You have discovered
subject-auxiliary inversion, specifically
negative inversion. SAI occurs most frequently in questions, but it also occurs after negative phrases and clauses, with some uses of the subjunctive ("Had I known . . .") and in some clauses with
than,
as, or
so ("so did Bob"). In this case, the
only clause is negative because it essentially means "in no case except this one".
Explaining that such phrases cause inversion is easier than explaining why. It's apparently an ongoing problem in theories of syntax. But the constructions is apparently a holdover from earlier English syntax (known by linguists as V2, because the verb is always the second constituent in the sentence) that is still alive and well in other Germanic languages.
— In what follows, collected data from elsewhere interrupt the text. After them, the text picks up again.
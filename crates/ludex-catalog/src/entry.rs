//! Entity arena for the catalog tree
//!
//! Games, folders and roots live in one arena addressed by stable indices.
//! Parent and child links are ids, never references, so entries from
//! different trees can alias each other without ownership cycles. A folder
//! declares whether it owns its children (physical trees) or merely
//! references games owned by another tree (virtual trees).

use crate::metadata::GameMetadata;
use std::path::PathBuf;

/// Stable handle to an entry in the arena.
#[derive(Debug, Clone, Copy, PartialEq, Eq, Hash, PartialOrd, Ord)]
pub struct EntryId(pub(crate) u32);

impl EntryId {
    pub fn index(self) -> usize {
        self.0 as usize
    }
}

#[derive(Debug, Clone, Copy, PartialEq, Eq)]
pub enum EntryKind {
    Game,
    Folder,
    Root,
}

/// Whether a container deletes its children when destroyed.
#[derive(Debug, Clone, Copy, PartialEq, Eq)]
pub enum ChildMode {
    Owns,
    Aliases,
}

#[derive(Debug)]
pub struct Entry {
    pub kind: EntryKind,
    /// Absolute path of the rom or directory; synthetic for virtual roots.
    pub rom_path: PathBuf,
    pub metadata: GameMetadata,
    /// Owning parent; `None` only for roots. An aliased game keeps the
    /// parent from its owning tree.
    pub parent: Option<EntryId>,
    /// The root ultimately owning this entry, used for provenance tests.
    pub top_ancestor: EntryId,
    pub children: Vec<EntryId>,
    pub child_mode: ChildMode,
    /// Set on roots backed by the read-only share template.
    pub read_only: bool,
    /// Set on synthetic roots of virtual systems.
    pub is_virtual: bool,
}

impl Entry {
    pub fn is_game(&self) -> bool {
        self.kind == EntryKind::Game
    }

    pub fn is_folder(&self) -> bool {
        matches!(self.kind, EntryKind::Folder | EntryKind::Root)
    }

    pub fn is_root(&self) -> bool {
        self.kind == EntryKind::Root
    }

    /// Display name: metadata name when set, file stem otherwise.
    pub fn name(&self) -> &str {
        if let Some(name) = self.metadata.name()
            && !name.is_empty()
        {
            return name;
        }
        self.rom_path
            .file_stem()
            .and_then(|s| s.to_str())
            .unwrap_or("")
    }

    /// File name including extension.
    pub fn file_name(&self) -> &str {
        self.rom_path
            .file_name()
            .and_then(|s| s.to_str())
            .unwrap_or("")
    }
}

/// Slotted arena with a free list. Freed slots are reused; ids are never
/// reshuffled under live references.
#[derive(Debug, Default)]
pub struct EntryArena {
    slots: Vec<Option<Entry>>,
    free: Vec<u32>,
}

impl EntryArena {
    pub fn new() -> Self {
        Self::default()
    }

    fn alloc(&mut self, entry: Entry) -> EntryId {
        match self.free.pop() {
            Some(slot) => {
                self.slots[slot as usize] = Some(entry);
                EntryId(slot)
            }
            None => {
                self.slots.push(Some(entry));
                EntryId((self.slots.len() - 1) as u32)
            }
        }
    }

    /// Create a parentless root anchoring one directory or one virtual
    /// aggregation.
    pub fn new_root(
        &mut self,
        path: impl Into<PathBuf>,
        child_mode: ChildMode,
        read_only: bool,
        is_virtual: bool,
    ) -> EntryId {
        let id = self.alloc(Entry {
            kind: EntryKind::Root,
            rom_path: path.into(),
            metadata: GameMetadata::new(),
            parent: None,
            top_ancestor: EntryId(0),
            children: Vec::new(),
            child_mode,
            read_only,
            is_virtual,
        });
        self.entry_mut(id).top_ancestor = id;
        id
    }

    /// Create a folder under `parent`, inheriting its ownership mode.
    pub fn new_folder(&mut self, parent: EntryId, path: impl Into<PathBuf>) -> EntryId {
        let (top, mode) = {
            let p = self.entry(parent);
            (p.top_ancestor, p.child_mode)
        };
        let id = self.alloc(Entry {
            kind: EntryKind::Folder,
            rom_path: path.into(),
            metadata: GameMetadata::new(),
            parent: Some(parent),
            top_ancestor: top,
            children: Vec::new(),
            child_mode: mode,
            read_only: false,
            is_virtual: false,
        });
        self.entry_mut(parent).children.push(id);
        id
    }

    /// Create a game under `parent`.
    pub fn new_game(
        &mut self,
        parent: EntryId,
        path: impl Into<PathBuf>,
        metadata: GameMetadata,
    ) -> EntryId {
        let top = self.entry(parent).top_ancestor;
        let id = self.alloc(Entry {
            kind: EntryKind::Game,
            rom_path: path.into(),
            metadata,
            parent: Some(parent),
            top_ancestor: top,
            children: Vec::new(),
            child_mode: ChildMode::Owns,
            read_only: false,
            is_virtual: false,
        });
        self.entry_mut(parent).children.push(id);
        id
    }

    /// Reference a game owned elsewhere from an aliasing container. The
    /// game's parent and top ancestor are left untouched.
    pub fn alias_into(&mut self, container: EntryId, game: EntryId) {
        debug_assert_eq!(self.entry(container).child_mode, ChildMode::Aliases);
        self.entry_mut(container).children.push(game);
    }

    /// Drop one alias from a container's child list.
    pub fn unalias(&mut self, container: EntryId, game: EntryId) {
        self.entry_mut(container).children.retain(|&c| c != game);
    }

    pub fn get(&self, id: EntryId) -> Option<&Entry> {
        self.slots.get(id.index()).and_then(Option::as_ref)
    }

    /// Direct access; a stale id is a programming error.
    pub fn entry(&self, id: EntryId) -> &Entry {
        self.slots[id.index()]
            .as_ref()
            .unwrap_or_else(|| panic!("stale entry id {}", id.0))
    }

    pub fn entry_mut(&mut self, id: EntryId) -> &mut Entry {
        self.slots[id.index()]
            .as_mut()
            .unwrap_or_else(|| panic!("stale entry id {}", id.0))
    }

    pub fn live_count(&self) -> usize {
        self.slots.len() - self.free.len()
    }

    /// Free an entry and, when it owns its children, its whole subtree.
    /// Aliased children are left alive in their owning tree. The caller is
    /// responsible for unlinking `id` from its parent first.
    pub fn free_subtree(&mut self, id: EntryId) {
        let Some(entry) = self.slots[id.index()].take() else {
            return;
        };
        self.free.push(id.0);
        if entry.child_mode == ChildMode::Owns {
            for child in entry.children {
                self.free_subtree(child);
            }
        }
    }

    /// Merge a worker-local arena into this one, remapping every id by a
    /// fixed offset. Returns the offset; the caller rebases any root ids it
    /// kept from the absorbed arena.
    pub fn absorb(&mut self, other: EntryArena) -> u32 {
        let base = self.slots.len() as u32;
        for slot in other.slots {
            let remapped = slot.map(|mut entry| {
                entry.parent = entry.parent.map(|p| EntryId(p.0 + base));
                entry.top_ancestor = EntryId(entry.top_ancestor.0 + base);
                for child in &mut entry.children {
                    child.0 += base;
                }
                entry
            });
            self.slots.push(remapped);
        }
        for free in other.free {
            self.free.push(free + base);
        }
        base
    }
}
In V2 languages, the nominal word order is subject-verb-object, but you can bump the subject from its slot but putting another constituent in its place, whether an adverb, object, or some other kind of complement. The verb stays put, and the subject moves after it. You can still see it sometimes in Early Modern English, but today it only appears (outside of questions) in a limited range of constructions, and it now requires creating an auxiliary verb if there isn't one ("I never kicked puppies" > "Never did I kick puppies").
P.S.: I'd also take out the comma after the fronted negative clause, but I'm having a hard time explaining why it would need it in your original but not in the revised sentence.